平成29年5月21日(日)、六椹八幡宮(渡邊市也宮司)では、氏子青年会の有志で組織する注連縄献納会(斎藤馨会長)主催の御田植え祭が行われました。

神事風景

 

宮司齋主による神事の後に、同宮総代で同会員でもある斎藤充広氏より借り受けた御神田に『相川2号』という品種の早苗を植えました。

 

ひたすらまっすぐ

 

氏子青年会は祭禮での神輿渡御をはじめ、夏休みには境内での林間学校的な活動も行っている中で、6年前から注連縄を奉納しはじめ、その材料である稲の確保のために、通常の稲よりも背丈の高いこの品種を5年前から育てているんだそうです。目的を注連縄奉納に限定することによって、活動に負担が掛かからないよう配慮している点も継続のコツかも知れませんね。

 

斎藤会長は、冷たく澄んだ水を田圃に引き入れると、より青々とした稲になり、注連縄をなうには最適だと話します。

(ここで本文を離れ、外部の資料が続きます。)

#[cfg(test)]
mod tests {
    use super::*;
    use serde_json::json;

    fn eval(src: &str, data: Value) -> bool {
        Expr::parse(src)
            .expect("should parse")
            .test(Some(&data))
            .expect("should evaluate")
    }

    #[test]
    fn comparisons_on_properties() {
        let data = json!({ "price": 15, "name": "widget" });
        assert!(eval("data.price > 10", data.clone()));
        assert!(!eval("data.price <= 10", data.clone()));
        assert!(eval("data.name === 'widget'", data.clone()));
        assert!(eval("data.name !== \"gadget\"", data));
    }

    #[test]
    fn boolean_operators_and_grouping() {
        let data = json!({ "a": true, "b": false, "n": 3 });
        assert!(eval("data.a && !data.b", data.clone()));
        assert!(eval("data.b || data.n == 3", data.clone()));
        assert!(!eval("!(data.a || data.b)", data.clone()));
        assert!(eval("data.n > 1 && data.n < 5 || data.b", data));
    }

    #[test]
    fn indexing_and_length() {
        let data = json!({ "items": [{ "ok": true }, { "ok": false }], "tag": "abc" });
        assert!(eval("data.items.length === 2", data.clone()));
        assert!(eval("data.items[0].ok", data.clone()));
        assert!(!eval("data.items[1]['ok']", data.clone()));
        assert!(eval("data.tag.length == 3", data));
        assert!(eval("data.length > 0", json!([1])));
    }

    #[test]
    fn missing_properties_are_undefined() {
        let data = json!({});
        assert!(eval("data.missing === undefined", data.clone()));
        assert!(eval("data.missing == null", data.clone()));
        assert!(!eval("data.missing > 0", data.clone()));
        assert!(!eval("data.missing && data.missing.deeper", data));
    }

    #[test]
    fn reading_through_undefined_or_null_fails() {
        let deeper = Expr::parse("data.missing.deeper").unwrap();
        let err = deeper.test(Some(&json!({}))).unwrap_err();
        assert_eq!(
            err,
            NodeError::Expression("cannot read property 'deeper' of undefined".into())
        );

        let indexed = Expr::parse("data.items[0] > 1").unwrap();
        assert!(indexed.test(Some(&json!({ "items": null }))).is_err());
        assert!(Expr::parse("data.total").unwrap().test(None).is_err());
        assert_eq!(Expr::parse("data === undefined").unwrap().test(None), Ok(true));
    }

    #[test]
    fn deep_nesting_is_rejected_without_overflowing() {
        let too_deep = NodeError::Expression("expression nested too deeply".into());
        let parens = format!("{}data{}", "(".repeat(100_000), ")".repeat(100_000));
        assert_eq!(Expr::parse(&parens).unwrap_err(), too_deep);
        assert_eq!(Expr::parse(&format!("{}data", "!".repeat(100_000))).unwrap_err(), too_deep);
        let chain = vec!["data"; 100_000].join(" || ");
        assert_eq!(Expr::parse(&chain).unwrap_err(), too_deep);

        let nested = format!("{}data.ok{}", "(".repeat(32), ")".repeat(32));
        assert!(eval(&nested, json!({ "ok": true })));
        assert!(eval(&format!("{}data", "!".repeat(20)), json!(1)));
    }

    #[test]
    fn negative_numbers() {
        assert!(eval("data.delta < -1.5", json!({ "delta": -2 })));
    }

    #[test]
    fn unbound_identifiers_are_rejected() {
        let err = Expr::parse("process.exit").unwrap_err();
        assert!(matches!(err, NodeError::Expression(msg) if msg.contains("process")));
    }

    #[test]
    fn syntax_errors() {
        for src in ["data.a =", "data.a = 1", "(data.a", "data.", "data[x]", "'open", "data.a & b", ""] {
            assert!(Expr::parse(src).is_err(), "{src:?} should not parse");
        }
    }
}
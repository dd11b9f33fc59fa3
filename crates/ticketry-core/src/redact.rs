//! Redaction of sensitive values in keyed state.
//!
//! Two independent rules decide what gets redacted:
//!
//! 1. **Key name.** A key whose normalized name contains one of
//!    [`SENSITIVE_FIELDS`] is sensitive. A string under such a key is
//!    replaced with [`REDACTION_MARKER`]; any other value (object, array,
//!    number, boolean, null) is dropped, since a marker standing in for a
//!    structured value would misrepresent its shape.
//! 2. **Content.** A string under a non-sensitive key is still replaced when
//!    it looks like a credential: it mentions a password, token or secret, or
//!    it is a long base64-like blob.
//!
//! Nested objects under non-sensitive keys are walked recursively. Arrays are
//! copied as-is.
//!
//! Key names are normalized by lowercasing and removing `_`, `-`, `.` and
//! spaces before matching, so `api_key`, `API-Key` and `apiKey` are all
//! sensitive.

use serde_json::{Map, Value};
use tracing::debug;

/// Replacement for redacted string values.
pub const REDACTION_MARKER: &str = "***REDACTED***";

/// Normalized key fragments that mark a field as sensitive.
pub const SENSITIVE_FIELDS: &[&str] = &[
    "password",
    "token",
    "apikey",
    "secret",
    "credential",
    "ssn",
    "creditcard",
];

/// Words that mark a string value as credential-like regardless of its key.
const SENSITIVE_CONTENT: &[&str] = &["password", "token", "secret"];

/// Minimum length for a string to be treated as an opaque base64-like token.
const MIN_OPAQUE_TOKEN_LEN: usize = 40;

fn normalize_key(key: &str) -> String {
    key.chars()
        .filter(|c| !matches!(c, '_' | '-' | '.' | ' '))
        .flat_map(char::to_lowercase)
        .collect()
}

/// Returns true if `key` names a sensitive field.
///
/// ```
/// use ticketry_core::redact::is_sensitive_key;
///
/// assert!(is_sensitive_key("password"));
/// assert!(is_sensitive_key("userPassword"));
/// assert!(is_sensitive_key("API_KEY"));
/// assert!(!is_sensitive_key("title"));
/// ```
#[must_use]
pub fn is_sensitive_key(key: &str) -> bool {
    let normalized = normalize_key(key);
    SENSITIVE_FIELDS
        .iter()
        .any(|fragment| normalized.contains(fragment))
}

/// Returns true if a string value looks like a credential by content alone.
#[must_use]
pub fn looks_like_credential(value: &str) -> bool {
    if value == REDACTION_MARKER {
        return false;
    }

    let lower = value.to_lowercase();
    if SENSITIVE_CONTENT.iter().any(|word| lower.contains(word)) {
        return true;
    }

    is_opaque_token(value)
}

fn is_opaque_token(value: &str) -> bool {
    if value.len() < MIN_OPAQUE_TOKEN_LEN {
        return false;
    }

    let charset_ok = value
        .chars()
        .all(|c| c.is_ascii_alphanumeric() || matches!(c, '+' | '/' | '=' | '-' | '_'));

    charset_ok
        && value.chars().any(|c| c.is_ascii_uppercase())
        && value.chars().any(|c| c.is_ascii_lowercase())
        && value.chars().any(|c| c.is_ascii_digit())
}

/// Counts of what a [`Redactor`] changed.
#[derive(Debug, Clone, Copy, Default, PartialEq, Eq)]
pub struct RedactionStats {
    /// String values replaced with the redaction marker.
    pub redacted: usize,
    /// Non-string values removed from their parent object.
    pub dropped: usize,
}

impl RedactionStats {
    /// Returns true if nothing was redacted or dropped.
    #[must_use]
    pub const fn is_clean(&self) -> bool {
        self.redacted == 0 && self.dropped == 0
    }
}

/// Applies the redaction rules and keeps count of what it changed.
///
/// A single redactor can be reused across several values (for example every
/// snapshot and field change of one audit event) so the stats describe the
/// whole record.
#[derive(Debug, Default)]
pub struct Redactor {
    stats: RedactionStats,
}

impl Redactor {
    /// Creates a redactor with zeroed stats.
    #[must_use]
    pub fn new() -> Self {
        Self::default()
    }

    /// Returns what has been redacted so far.
    #[must_use]
    pub const fn stats(&self) -> RedactionStats {
        self.stats
    }

    /// Redacts a value that does not sit under a key.
    ///
    /// Objects are redacted field by field, strings are checked by content,
    /// everything else is returned unchanged.
    pub fn redact_value(&mut self, value: &Value) -> Value {
        match value {
            Value::Object(map) => Value::Object(self.redact_object(map)),
            Value::String(s) => self.redact_string(s),
            other => other.clone(),
        }
    }

    /// Redacts every entry of an object, recursing into nested objects.
    pub fn redact_object(&mut self, map: &Map<String, Value>) -> Map<String, Value> {
        let mut out = Map::new();
        for (key, value) in map {
            if let Some(clean) = self.redact_entry(key, value) {
                out.insert(key.clone(), clean);
            }
        }
        out
    }

    /// Redacts a single keyed value.
    ///
    /// Returns `None` when the entry must be dropped from its parent.
    pub fn redact_entry(&mut self, key: &str, value: &Value) -> Option<Value> {
        if is_sensitive_key(key) {
            return match value {
                Value::String(s) => {
                    if s != REDACTION_MARKER {
                        self.stats.redacted += 1;
                    }
                    Some(Value::String(REDACTION_MARKER.to_string()))
                }
                _ => {
                    self.stats.dropped += 1;
                    None
                }
            };
        }

        match value {
            Value::Object(map) => Some(Value::Object(self.redact_object(map))),
            Value::String(s) => Some(self.redact_string(s)),
            other => Some(other.clone()),
        }
    }

    fn redact_string(&mut self, s: &str) -> Value {
        if looks_like_credential(s) {
            self.stats.redacted += 1;
            Value::String(REDACTION_MARKER.to_string())
        } else {
            Value::String(s.to_string())
        }
    }

    /// Logs the accumulated stats at debug level when anything changed.
    pub fn report(&self, record: &str) {
        if !self.stats.is_clean() {
            debug!(
                record,
                redacted = self.stats.redacted,
                dropped = self.stats.dropped,
                "Redacted sensitive values"
            );
        }
    }
}

/// Redacts an object with a throwaway [`Redactor`].
#[must_use]
pub fn redact_object(map: &Map<String, Value>) -> Map<String, Value> {
    Redactor::new().redact_object(map)
}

「春祭も一段落して、これからがお祭りまでの第一歩。秋の例祭までに除草など様々な行程があるけれど、機械や農薬を使わずに、昔の手振りそのままに、自分たちで植えた苗がすくすくと育つ過程を楽しみたいですね♪

秋には子供たちと一緒に感謝しながら例祭を迎えます。氏子青年会の中に農家がいない為に試行錯誤の連続ですが、今後は収穫量を増やしながら食文化も楽しんでゆきたいですよね^^」

と爽やかな汗を拭いながら抱負を語っていました。

朝日を受けて御田植え

 

同日夕刻の早苗饗(さなぶり)では一仕事を終えた安堵感からか飲食も進み、「さなぶり」の意味や技術の向上、更には文化の伝承に至るまで、尽きない話に大いに盛り上がりました。

 

先ずは第一歩。そして継続、恒例化、更には伝統へと。都市化により田圃の少なくなった山形市内にも、瑞穂の国の実現へと向けた大きな一歩が踏み出されました。